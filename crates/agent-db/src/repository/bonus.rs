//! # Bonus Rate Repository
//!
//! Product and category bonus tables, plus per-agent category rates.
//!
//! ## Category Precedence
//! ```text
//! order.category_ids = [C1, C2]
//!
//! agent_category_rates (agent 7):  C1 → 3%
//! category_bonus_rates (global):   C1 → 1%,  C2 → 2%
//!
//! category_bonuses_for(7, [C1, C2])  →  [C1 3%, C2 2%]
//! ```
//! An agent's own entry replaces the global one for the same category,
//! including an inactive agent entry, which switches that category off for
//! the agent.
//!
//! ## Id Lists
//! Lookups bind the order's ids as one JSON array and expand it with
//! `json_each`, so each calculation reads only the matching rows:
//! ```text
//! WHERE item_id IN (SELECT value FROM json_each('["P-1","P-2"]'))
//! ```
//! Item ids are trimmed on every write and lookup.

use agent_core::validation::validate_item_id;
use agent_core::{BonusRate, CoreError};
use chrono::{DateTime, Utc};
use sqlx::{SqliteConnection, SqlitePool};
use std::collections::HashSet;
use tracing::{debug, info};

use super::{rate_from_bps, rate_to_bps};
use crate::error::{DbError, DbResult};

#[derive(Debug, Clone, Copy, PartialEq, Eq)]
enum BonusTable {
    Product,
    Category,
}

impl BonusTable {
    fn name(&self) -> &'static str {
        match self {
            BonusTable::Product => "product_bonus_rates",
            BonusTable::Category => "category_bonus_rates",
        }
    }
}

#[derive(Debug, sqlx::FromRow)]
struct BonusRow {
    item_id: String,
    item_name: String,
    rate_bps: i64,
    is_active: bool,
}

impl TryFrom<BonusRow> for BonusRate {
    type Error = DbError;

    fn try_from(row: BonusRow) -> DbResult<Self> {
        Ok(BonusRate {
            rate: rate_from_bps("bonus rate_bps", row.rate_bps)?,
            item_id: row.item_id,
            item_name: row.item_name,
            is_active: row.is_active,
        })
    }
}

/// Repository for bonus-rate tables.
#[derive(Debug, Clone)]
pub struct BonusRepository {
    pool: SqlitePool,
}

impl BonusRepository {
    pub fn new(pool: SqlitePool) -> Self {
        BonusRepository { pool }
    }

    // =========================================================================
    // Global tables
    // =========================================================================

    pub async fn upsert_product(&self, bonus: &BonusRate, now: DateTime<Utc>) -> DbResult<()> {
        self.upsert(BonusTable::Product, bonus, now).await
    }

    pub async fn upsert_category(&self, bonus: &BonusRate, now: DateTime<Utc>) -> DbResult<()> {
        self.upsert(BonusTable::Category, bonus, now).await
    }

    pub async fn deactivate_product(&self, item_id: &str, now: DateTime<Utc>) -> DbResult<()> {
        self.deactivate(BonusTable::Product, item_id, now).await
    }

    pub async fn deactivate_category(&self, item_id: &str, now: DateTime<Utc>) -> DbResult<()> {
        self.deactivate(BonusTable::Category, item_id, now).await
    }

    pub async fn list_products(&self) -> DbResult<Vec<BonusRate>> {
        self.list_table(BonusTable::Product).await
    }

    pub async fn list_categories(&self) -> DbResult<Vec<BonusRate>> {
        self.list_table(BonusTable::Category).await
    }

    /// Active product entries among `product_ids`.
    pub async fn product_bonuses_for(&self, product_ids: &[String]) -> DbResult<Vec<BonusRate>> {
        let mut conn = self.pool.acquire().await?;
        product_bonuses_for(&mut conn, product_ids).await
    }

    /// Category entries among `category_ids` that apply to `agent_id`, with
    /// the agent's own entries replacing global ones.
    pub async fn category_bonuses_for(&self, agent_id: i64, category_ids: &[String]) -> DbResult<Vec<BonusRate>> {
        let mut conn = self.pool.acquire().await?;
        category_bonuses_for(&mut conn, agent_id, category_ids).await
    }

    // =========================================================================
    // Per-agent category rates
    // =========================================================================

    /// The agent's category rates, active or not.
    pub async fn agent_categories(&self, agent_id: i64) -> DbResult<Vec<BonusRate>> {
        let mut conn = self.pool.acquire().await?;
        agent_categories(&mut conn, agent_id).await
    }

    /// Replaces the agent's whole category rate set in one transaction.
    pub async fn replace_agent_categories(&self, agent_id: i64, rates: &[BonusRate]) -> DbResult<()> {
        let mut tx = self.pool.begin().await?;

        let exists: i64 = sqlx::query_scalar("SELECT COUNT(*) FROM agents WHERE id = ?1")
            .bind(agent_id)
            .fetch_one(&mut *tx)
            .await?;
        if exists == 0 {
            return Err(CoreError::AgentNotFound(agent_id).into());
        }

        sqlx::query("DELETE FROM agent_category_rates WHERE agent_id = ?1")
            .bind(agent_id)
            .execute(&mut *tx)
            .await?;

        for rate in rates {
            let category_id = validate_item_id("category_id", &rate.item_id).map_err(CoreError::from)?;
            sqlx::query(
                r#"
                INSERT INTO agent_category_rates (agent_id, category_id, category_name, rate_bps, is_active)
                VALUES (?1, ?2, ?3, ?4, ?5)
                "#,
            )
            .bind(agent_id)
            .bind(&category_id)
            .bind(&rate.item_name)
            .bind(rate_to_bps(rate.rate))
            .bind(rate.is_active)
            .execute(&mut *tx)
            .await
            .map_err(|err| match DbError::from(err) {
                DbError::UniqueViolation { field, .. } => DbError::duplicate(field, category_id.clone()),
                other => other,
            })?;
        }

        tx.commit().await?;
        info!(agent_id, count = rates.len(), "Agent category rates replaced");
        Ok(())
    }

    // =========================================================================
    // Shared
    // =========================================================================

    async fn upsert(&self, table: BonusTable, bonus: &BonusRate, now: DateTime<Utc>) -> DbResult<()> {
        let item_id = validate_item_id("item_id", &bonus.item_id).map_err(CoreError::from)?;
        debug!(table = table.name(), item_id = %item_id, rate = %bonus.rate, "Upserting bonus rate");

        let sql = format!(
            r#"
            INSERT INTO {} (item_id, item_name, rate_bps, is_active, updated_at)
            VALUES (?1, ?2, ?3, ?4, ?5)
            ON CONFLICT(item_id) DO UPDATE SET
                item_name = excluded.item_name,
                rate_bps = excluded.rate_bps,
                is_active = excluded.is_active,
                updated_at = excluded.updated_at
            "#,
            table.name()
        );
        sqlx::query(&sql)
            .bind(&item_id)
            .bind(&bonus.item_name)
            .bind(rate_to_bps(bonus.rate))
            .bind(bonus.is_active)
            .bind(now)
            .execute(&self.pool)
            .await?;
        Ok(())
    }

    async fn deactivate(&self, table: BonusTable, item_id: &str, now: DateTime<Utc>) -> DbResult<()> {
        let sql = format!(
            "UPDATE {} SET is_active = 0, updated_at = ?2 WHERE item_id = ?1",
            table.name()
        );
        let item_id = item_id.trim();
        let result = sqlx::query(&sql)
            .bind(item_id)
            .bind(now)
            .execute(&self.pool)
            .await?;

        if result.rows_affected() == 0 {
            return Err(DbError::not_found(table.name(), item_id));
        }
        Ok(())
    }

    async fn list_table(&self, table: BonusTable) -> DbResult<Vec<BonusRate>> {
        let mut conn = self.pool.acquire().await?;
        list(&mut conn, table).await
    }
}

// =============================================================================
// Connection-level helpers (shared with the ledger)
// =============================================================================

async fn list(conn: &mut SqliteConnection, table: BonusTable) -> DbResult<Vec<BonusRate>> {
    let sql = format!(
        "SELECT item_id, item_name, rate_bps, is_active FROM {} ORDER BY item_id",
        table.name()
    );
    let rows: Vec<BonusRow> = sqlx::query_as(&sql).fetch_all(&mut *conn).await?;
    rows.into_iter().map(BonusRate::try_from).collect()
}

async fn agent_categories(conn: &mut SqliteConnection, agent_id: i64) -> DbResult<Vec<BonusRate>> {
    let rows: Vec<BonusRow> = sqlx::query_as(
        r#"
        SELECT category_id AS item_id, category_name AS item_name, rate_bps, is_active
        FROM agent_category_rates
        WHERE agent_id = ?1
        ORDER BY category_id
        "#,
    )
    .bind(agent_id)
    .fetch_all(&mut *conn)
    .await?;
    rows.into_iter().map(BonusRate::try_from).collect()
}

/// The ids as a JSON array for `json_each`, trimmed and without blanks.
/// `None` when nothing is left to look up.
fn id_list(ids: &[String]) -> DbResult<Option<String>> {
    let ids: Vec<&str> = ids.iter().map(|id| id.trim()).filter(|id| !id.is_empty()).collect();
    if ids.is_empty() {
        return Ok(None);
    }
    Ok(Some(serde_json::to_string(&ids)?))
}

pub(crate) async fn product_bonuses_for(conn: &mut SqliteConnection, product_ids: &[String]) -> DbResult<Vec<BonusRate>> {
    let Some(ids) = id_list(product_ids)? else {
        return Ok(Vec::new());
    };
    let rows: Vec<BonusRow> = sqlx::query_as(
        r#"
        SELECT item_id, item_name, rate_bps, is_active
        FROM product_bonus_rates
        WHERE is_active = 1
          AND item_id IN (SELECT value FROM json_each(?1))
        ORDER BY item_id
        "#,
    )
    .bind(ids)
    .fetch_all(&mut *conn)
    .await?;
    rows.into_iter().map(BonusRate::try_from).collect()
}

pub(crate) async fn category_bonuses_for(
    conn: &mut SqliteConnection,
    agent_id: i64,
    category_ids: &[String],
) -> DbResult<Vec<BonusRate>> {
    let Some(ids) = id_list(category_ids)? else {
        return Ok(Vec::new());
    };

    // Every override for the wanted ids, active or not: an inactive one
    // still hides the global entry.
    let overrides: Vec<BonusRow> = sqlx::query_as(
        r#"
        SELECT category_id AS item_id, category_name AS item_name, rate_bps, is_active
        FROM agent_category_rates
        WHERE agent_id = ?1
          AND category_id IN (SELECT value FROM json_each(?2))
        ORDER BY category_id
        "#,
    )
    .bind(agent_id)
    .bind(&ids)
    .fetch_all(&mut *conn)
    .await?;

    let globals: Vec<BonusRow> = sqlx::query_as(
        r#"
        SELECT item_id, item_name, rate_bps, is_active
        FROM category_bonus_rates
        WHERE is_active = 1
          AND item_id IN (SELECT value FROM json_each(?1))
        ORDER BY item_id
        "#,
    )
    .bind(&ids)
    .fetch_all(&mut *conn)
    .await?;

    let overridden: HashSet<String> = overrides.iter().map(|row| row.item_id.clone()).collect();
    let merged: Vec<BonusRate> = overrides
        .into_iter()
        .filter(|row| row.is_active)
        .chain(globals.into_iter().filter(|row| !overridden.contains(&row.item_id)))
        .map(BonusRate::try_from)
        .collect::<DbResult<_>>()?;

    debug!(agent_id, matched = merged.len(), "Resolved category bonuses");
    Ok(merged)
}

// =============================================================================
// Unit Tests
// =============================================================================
++++++++
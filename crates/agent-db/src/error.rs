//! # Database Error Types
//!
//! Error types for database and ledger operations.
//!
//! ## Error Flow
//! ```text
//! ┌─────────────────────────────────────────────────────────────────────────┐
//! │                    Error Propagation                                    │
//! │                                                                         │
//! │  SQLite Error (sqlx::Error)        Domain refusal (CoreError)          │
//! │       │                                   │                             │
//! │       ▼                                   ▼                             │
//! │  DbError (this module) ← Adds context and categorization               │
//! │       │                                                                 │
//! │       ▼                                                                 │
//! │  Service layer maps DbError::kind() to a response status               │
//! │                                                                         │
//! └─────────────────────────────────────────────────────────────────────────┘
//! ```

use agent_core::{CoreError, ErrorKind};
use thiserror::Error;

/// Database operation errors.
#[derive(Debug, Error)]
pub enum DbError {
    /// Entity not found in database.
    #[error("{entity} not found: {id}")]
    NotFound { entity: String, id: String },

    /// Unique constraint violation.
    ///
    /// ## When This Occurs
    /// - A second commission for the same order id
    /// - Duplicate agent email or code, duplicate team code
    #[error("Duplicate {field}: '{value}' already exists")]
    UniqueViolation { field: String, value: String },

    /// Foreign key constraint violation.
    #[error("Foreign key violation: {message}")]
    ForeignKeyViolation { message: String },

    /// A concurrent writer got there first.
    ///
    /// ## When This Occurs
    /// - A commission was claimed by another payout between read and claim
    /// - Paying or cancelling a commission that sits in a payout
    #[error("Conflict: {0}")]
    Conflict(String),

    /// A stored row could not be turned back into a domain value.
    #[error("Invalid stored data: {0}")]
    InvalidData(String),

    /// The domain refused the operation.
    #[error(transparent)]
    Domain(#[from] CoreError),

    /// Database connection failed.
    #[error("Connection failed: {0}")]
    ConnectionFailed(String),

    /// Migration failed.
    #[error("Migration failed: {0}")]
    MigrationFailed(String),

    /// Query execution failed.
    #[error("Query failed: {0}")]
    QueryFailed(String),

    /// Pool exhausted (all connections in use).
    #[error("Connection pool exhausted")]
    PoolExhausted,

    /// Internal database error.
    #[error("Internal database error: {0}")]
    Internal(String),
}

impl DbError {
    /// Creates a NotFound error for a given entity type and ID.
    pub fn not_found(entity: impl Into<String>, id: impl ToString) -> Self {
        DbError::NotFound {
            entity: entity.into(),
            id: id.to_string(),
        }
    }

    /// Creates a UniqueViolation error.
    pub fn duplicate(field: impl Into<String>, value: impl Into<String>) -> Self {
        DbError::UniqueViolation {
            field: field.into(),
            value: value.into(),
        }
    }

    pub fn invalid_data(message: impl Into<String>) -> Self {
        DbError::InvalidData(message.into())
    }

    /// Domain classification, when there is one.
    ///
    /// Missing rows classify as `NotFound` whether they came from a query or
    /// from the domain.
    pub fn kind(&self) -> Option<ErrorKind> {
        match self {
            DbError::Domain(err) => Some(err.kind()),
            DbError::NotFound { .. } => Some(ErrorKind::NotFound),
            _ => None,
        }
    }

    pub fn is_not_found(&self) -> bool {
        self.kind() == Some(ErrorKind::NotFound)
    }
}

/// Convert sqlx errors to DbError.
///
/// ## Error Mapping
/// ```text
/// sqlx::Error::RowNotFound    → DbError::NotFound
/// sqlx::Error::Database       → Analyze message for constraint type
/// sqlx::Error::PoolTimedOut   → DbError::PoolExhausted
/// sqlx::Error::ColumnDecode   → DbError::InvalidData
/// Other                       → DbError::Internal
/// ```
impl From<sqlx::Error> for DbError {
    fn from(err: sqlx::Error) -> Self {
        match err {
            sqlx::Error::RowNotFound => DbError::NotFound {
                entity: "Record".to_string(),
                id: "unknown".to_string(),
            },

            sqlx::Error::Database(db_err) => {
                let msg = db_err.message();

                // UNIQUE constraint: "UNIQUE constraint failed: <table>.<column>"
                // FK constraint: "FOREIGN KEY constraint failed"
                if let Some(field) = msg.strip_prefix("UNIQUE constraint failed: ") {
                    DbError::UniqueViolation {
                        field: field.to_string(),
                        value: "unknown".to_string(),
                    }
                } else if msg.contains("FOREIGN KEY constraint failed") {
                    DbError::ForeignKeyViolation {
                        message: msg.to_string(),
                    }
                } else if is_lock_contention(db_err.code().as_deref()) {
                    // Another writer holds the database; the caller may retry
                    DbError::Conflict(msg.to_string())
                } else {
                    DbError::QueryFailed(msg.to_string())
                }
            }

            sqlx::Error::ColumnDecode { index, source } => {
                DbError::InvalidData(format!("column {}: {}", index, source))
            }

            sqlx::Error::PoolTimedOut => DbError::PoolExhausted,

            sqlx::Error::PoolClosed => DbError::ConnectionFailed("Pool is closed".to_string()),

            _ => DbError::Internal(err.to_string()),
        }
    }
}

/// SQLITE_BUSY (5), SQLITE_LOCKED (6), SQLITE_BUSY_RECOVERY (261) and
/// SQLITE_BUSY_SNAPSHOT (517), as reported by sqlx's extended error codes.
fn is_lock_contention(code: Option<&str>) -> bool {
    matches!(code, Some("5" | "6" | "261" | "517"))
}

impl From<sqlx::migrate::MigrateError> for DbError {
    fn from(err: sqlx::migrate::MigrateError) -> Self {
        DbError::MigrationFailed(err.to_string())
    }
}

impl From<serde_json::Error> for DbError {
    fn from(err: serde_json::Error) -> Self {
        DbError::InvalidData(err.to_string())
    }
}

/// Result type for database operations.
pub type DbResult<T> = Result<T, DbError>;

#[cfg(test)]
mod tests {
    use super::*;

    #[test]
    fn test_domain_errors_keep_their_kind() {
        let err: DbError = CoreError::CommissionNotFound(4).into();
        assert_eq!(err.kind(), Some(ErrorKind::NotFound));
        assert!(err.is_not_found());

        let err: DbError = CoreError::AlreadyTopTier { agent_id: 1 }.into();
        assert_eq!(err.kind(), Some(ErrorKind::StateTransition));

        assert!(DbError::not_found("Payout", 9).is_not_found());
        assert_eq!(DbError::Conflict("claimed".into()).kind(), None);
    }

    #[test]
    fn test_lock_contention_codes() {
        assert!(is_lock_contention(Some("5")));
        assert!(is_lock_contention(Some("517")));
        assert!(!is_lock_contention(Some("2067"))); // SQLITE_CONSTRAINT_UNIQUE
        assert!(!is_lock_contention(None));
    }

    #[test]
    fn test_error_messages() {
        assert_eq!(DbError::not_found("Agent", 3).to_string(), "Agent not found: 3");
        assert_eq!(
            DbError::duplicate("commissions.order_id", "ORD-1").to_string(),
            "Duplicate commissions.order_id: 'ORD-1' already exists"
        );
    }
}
++++++++
- **EXERCISE INSTRUCTIONS**
Pull every line that holds the string "HashSet" out of the records.

- **ANSWER TO THIS TASK**
use std::collections::HashSet;
    let overridden: HashSet<String> = overrides.iter().map(|row| row.item_id.clone()).collect();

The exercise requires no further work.